Look below for the line containing "output.push_str(&value);"; from there through the line containing "if !geo.country_alpha.is_finite() ||", both lines included, please set down each line exactly and nothing else.

- Collected data
────────────────────────────────────────

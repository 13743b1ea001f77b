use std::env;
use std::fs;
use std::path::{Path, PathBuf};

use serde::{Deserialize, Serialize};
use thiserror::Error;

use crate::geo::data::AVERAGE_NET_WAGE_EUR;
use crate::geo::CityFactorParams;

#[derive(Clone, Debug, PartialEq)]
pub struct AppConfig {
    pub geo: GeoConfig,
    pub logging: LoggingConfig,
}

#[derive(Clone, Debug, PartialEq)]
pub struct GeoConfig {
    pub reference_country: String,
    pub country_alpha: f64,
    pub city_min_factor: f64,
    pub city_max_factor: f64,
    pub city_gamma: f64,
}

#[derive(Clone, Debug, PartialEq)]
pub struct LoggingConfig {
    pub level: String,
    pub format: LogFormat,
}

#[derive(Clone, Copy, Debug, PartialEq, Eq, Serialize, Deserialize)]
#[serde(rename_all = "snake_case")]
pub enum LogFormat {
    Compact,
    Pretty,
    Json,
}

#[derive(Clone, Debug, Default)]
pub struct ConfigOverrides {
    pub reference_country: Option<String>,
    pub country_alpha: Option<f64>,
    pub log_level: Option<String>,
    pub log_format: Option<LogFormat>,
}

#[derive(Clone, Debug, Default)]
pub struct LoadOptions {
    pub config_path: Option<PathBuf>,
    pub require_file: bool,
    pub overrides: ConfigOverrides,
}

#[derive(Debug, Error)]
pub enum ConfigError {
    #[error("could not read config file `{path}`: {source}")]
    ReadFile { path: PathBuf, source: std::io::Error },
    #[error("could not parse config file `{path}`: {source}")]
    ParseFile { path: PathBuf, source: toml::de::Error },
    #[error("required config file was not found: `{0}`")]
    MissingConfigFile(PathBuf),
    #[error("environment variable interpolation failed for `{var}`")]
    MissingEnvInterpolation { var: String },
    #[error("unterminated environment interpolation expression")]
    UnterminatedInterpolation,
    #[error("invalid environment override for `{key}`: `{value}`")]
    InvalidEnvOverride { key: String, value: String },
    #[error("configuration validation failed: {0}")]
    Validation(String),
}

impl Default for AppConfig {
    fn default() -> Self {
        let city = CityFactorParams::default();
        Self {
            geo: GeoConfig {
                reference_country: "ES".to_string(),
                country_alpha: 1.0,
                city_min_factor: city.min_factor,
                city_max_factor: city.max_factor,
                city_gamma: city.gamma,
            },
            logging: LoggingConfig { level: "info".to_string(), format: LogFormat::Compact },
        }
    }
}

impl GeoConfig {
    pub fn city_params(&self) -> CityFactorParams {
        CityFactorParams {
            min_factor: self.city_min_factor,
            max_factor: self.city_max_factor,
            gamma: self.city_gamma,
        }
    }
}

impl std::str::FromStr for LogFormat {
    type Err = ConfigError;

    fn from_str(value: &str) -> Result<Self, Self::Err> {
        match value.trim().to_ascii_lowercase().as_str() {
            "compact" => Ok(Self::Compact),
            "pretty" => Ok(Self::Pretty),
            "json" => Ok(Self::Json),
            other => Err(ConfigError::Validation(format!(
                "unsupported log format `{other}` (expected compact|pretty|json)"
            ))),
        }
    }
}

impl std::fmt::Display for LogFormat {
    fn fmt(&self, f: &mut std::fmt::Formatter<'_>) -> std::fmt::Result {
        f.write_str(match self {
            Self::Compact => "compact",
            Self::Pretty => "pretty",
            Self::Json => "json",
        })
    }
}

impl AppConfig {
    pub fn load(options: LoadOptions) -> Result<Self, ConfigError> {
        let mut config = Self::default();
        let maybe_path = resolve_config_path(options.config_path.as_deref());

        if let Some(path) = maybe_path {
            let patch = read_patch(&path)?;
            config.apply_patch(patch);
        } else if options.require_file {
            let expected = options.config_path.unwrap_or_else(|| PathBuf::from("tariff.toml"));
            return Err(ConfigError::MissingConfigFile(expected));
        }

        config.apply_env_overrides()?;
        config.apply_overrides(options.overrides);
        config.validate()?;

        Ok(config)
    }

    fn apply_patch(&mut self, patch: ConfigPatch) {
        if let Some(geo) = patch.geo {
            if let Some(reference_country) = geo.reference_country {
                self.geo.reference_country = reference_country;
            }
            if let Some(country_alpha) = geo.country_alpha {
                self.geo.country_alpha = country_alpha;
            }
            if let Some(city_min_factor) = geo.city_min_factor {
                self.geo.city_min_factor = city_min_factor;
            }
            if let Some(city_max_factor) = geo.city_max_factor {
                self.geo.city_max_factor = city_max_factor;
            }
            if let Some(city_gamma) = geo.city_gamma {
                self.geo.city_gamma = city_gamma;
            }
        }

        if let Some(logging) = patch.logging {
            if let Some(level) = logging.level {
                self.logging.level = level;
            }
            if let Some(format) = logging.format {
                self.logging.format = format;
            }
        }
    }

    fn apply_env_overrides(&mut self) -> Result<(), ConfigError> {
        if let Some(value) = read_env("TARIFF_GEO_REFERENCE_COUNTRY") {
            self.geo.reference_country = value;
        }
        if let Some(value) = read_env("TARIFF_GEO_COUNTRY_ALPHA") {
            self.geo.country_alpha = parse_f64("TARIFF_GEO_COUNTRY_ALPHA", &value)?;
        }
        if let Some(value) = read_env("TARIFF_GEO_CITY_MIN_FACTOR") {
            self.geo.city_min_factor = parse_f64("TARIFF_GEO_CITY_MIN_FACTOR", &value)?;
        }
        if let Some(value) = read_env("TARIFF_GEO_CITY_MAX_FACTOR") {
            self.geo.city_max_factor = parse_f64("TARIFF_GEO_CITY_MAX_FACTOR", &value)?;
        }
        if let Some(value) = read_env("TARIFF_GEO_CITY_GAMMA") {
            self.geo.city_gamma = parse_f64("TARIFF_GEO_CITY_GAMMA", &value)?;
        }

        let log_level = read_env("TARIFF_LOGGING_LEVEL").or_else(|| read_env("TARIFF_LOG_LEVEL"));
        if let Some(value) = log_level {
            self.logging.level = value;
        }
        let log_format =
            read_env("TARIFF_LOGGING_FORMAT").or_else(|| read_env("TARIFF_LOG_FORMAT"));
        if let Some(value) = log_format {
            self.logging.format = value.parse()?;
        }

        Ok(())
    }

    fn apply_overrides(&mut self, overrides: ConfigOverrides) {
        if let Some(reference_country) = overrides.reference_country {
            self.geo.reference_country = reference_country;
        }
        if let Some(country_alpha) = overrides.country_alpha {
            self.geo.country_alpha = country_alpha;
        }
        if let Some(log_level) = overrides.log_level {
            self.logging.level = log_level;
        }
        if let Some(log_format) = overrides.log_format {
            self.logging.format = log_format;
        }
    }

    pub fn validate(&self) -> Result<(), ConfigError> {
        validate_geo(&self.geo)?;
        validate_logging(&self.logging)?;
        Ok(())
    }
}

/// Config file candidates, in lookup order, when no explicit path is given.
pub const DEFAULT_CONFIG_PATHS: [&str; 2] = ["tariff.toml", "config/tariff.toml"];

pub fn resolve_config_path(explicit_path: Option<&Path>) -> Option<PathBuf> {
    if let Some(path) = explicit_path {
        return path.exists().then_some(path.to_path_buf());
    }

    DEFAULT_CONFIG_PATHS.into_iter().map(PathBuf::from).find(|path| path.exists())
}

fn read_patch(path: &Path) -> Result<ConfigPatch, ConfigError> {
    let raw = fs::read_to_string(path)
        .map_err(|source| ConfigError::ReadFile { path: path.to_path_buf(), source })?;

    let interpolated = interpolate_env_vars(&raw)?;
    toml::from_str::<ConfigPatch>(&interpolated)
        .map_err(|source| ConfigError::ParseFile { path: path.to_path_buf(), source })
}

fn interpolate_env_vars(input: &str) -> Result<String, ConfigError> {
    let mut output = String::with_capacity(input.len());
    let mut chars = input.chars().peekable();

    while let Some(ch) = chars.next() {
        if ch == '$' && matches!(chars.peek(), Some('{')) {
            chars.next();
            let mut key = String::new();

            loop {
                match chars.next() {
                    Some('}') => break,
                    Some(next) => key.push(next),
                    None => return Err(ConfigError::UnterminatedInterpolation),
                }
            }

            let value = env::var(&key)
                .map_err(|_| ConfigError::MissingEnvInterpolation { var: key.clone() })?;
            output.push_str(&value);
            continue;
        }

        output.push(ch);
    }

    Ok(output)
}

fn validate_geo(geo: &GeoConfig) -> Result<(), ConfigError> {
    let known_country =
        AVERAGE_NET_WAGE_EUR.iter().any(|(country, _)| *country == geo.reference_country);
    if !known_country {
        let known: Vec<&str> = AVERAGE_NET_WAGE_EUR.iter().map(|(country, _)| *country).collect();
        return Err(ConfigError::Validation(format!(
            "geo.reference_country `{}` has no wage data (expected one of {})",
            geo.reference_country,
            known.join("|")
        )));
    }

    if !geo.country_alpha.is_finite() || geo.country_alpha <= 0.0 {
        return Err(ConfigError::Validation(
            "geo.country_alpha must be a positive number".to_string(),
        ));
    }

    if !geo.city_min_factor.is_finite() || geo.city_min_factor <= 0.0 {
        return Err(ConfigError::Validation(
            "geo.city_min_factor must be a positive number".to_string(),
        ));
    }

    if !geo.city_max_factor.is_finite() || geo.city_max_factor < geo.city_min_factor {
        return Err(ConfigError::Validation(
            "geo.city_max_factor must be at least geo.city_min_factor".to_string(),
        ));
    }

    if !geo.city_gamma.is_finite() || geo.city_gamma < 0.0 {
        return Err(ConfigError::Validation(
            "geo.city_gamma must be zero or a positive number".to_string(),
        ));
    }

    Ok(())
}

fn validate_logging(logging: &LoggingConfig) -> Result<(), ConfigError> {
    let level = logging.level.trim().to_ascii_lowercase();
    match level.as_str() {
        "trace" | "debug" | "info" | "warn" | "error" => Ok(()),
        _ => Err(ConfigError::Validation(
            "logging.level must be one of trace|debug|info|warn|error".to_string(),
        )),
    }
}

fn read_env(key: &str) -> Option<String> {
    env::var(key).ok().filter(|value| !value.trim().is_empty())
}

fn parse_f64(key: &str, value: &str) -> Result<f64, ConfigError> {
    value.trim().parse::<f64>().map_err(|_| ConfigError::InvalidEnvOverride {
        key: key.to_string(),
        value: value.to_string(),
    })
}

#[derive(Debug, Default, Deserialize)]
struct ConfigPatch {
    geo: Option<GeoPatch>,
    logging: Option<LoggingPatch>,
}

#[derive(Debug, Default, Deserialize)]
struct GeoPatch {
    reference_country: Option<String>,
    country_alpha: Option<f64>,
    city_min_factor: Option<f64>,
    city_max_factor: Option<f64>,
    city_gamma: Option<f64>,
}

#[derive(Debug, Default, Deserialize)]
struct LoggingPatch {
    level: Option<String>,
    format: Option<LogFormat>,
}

────────────────────────────────────────

- Solution
            output.push_str(&value);
            continue;
        }

        output.push(ch);
    }

    Ok(output)
}

fn validate_geo(geo: &GeoConfig) -> Result<(), ConfigError> {
    let known_country =
        AVERAGE_NET_WAGE_EUR.iter().any(|(country, _)| *country == geo.reference_country);
    if !known_country {
        let known: Vec<&str> = AVERAGE_NET_WAGE_EUR.iter().map(|(country, _)| *country).collect();
        return Err(ConfigError::Validation(format!(
            "geo.reference_country `{}` has no wage data (expected one of {})",
            geo.reference_country,
            known.join("|")
        )));
    }

    if !geo.country_alpha.is_finite() || geo.country_alpha <= 0.0 {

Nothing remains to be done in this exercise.